What To Research
In sabermetrics, as probably like any other discipline, there’s no official list of topics to research. Most sabermetricians just study what they’re interested in. Often, ideas for subjects come up during conversations with other fans. You’ll be talking baseball over a beer, and someone will say, “well, I’m worried about the Indians next year … they went 7-25 in September and October, and that’s probably a bad sign of things to come.”
And you think, hmmm, I wonder if that’s true, that a bad September is likely to be a negative indicator for next year’s performance? And, suddenly, you have a topic to study.
Another common source for ideas is baseball broadcasters – they’ll make some claim on the air, without giving evidence, and you spot an opportunity to check if what they say is true. Bill James used to do this a lot.
Or, you might be reading a certain study on one of the many sabermetric internet sites, and someone makes a suggestion in the comments – or, the study raises a question in your mind that you think it would be interesting to investigate.
If you’re just starting out, my suggestion would be to start fairly simple. One possibility is to find a bunch of old Bill James Abstracts, and read through them (which I recommend you do anyway, if you’re new to sabermetrics). Those books are full of little studies that Bill James throws in when a question occurs to him, and those might lead you to related questions that you can test. Even repeating one of Bill’s studies with more current data can be useful.
For instance, in the 1982 Bill James Baseball Abstract (Ballantine, 1982), Bill lists the average attendance for every starting pitcher in the major leagues, and finds that the only pitcher who reliably seemed to draw fans, in 1981, was rookie phenom Fernando Valenzuela. It immediately occurred to me: is it still true that the starting pitcher doesn’t affect attendance? I’d love to see a similar study for recent years[fn]* UPDATE: it turns out that someone has followed up Bill’s study! In an excellent piece in The Hardball Times 2012 Baseball Annual, Max Marchi looked at all pitchers since 1947, adjusted for overall trends, and found many great starters who drew in the fans. Nolan Ryan was the career leader, with 641,000 estimated extra tickets sold, while Mark Fidrych had the highest season average, with a total of around 300,000 tickets over three years.[/fn]. I’d also love to see someone take this a bit further. Bill just eyeballed the data before concluding that there didn’t seem to be an effect. But might there be a small effect that you’d find if you looked harder? You might check whether the better pitchers tended to draw more fans than the worse pitchers, after adjusting for day, weather, and opponent. Maybe there’s a small effect, but maybe there’s not.
The nice thing about using the Bill James Abstracts for ideas is that Bill tends to use straightforward techniques that don’t require any formal statistical expertise. His techniques may not be formal enough for, say, academic journals, but they’re excellent nonetheless, and they have enabled Bill James to teach us more about baseball than any other sabermetrician.
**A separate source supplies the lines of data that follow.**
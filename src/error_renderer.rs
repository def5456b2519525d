//! Error rendering using ariadne
//!
//! This module renders dexpr errors with the offending source snippet and a
//! label pointing at the failing sub-expression.

use crate::ExprError;
use ariadne::{ColorGenerator, Label, Report, ReportKind, Source};
use std::io::Write;

const SOURCE_ID: &str = "<expr>";

/// Render an error with formatting to stderr
///
/// # Example
/// ```no_run
/// use dexpr::{Engine, render_error};
///
/// let source = "1 + ) 2";
/// if let Err(e) = Engine::default().compile(source) {
///     render_error(&e);
/// }
/// ```
pub fn render_error(error: &ExprError) {
    render_error_to_writer(error, &mut std::io::stderr(), true).ok();
}

/// Render an error to a specific writer
///
/// This is useful when you want to control where the error is written,
/// such as to a file, a buffer, or a custom output stream.
pub fn render_error_to(error: &ExprError, writer: &mut dyn Write) -> std::io::Result<()> {
    render_error_to_writer(error, writer, true)
}

/// Render an error to a String (useful for logs, web UIs, etc.)
pub fn render_error_to_string(error: &ExprError) -> String {
    let mut buf = Vec::new();
    render_error_to_writer(error, &mut buf, true).ok();
    String::from_utf8_lossy(&buf).to_string()
}

/// Render an error to a String without color codes (useful for tests)
///
/// This is the same as `render_error_to_string` but without ANSI color codes,
/// making the output easier to compare in tests.
pub fn render_error_to_string_no_color(error: &ExprError) -> String {
    let mut buf = Vec::new();
    render_error_to_writer(error, &mut buf, false).ok();
    String::from_utf8_lossy(&buf).to_string()
}

fn render_error_to_writer(
    error: &ExprError,
    writer: &mut dyn Write,
    use_color: bool,
) -> std::io::Result<()> {
    let source = error.text();
    // Without a span, point at the whole expression.
    let span = match error.span() {
        Some(span) => span.0.clone(),
        None => 0..source.len(),
    };

    let mut colors = ColorGenerator::new();
    colors.next(); // Skip the first color.

    let message = error.kind().to_string();
    let mut report = Report::build(ReportKind::Error, (SOURCE_ID, span.clone()))
        .with_message("invalid expression")
        .with_config(ariadne::Config::default().with_color(use_color))
        .with_label(
            Label::new((SOURCE_ID, span))
                .with_message(&message)
                .with_color(colors.next()),
        );

    if let Some(detail) = error.detail() {
        report = report.with_help(detail);
    }

    report.finish().write((SOURCE_ID, Source::from(source)), &mut *writer)
}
Of course, if you do have some expertise in statistical techniques, that will help too. For the attendance study, you might run a regression to predict attendance based on team, day of the week, opponent, and starting pitcher’s quality. But, even if you don’t use a formal statistical technique (and, for the record, I think in all of Bill James’s work, he’s used linear regression maybe twice), with a bit of creativity you can usually still figure out what’s going on.
Once you’ve settled on a question, you have to figure out how you’re going to work your way to an answer. That’ll be difficult without some knowledge of sabermetrics. There’s no field of human knowledge where you can just jump in without some basic understanding of how the field works and what’s already been done.
Indeed, if there were only one piece of advice I was allowed to give to aspiring researchers, it would be: learn some sabermetrics first. As my friend John Matthew IV said, “If you were interested in astronomy, you would read at least a few books before trying to predict the path of a comet.”
And so: know some of the sabermetric canon. In the next section, I’ll outline what might be a reading list for “Sabermetrics 101.”
Also, before you start working on your problem, you’re going to want to check whether others have worked on the problem before. Maybe they’ve already done the exact same thing you’re planning to do. Maybe they’ve gone only part of the way, and you can expand on what they’ve done. And maybe they’ve thought of some things that you haven’t, or maybe you won’t agree on how they did it.
In any case, no matter how knowledgeable you are in sabermetrics, nobody is aware of everything. Before you start, you’ll want to search the literature, to see what progress has already been made on your problem. We’ll talk about that a bit later too.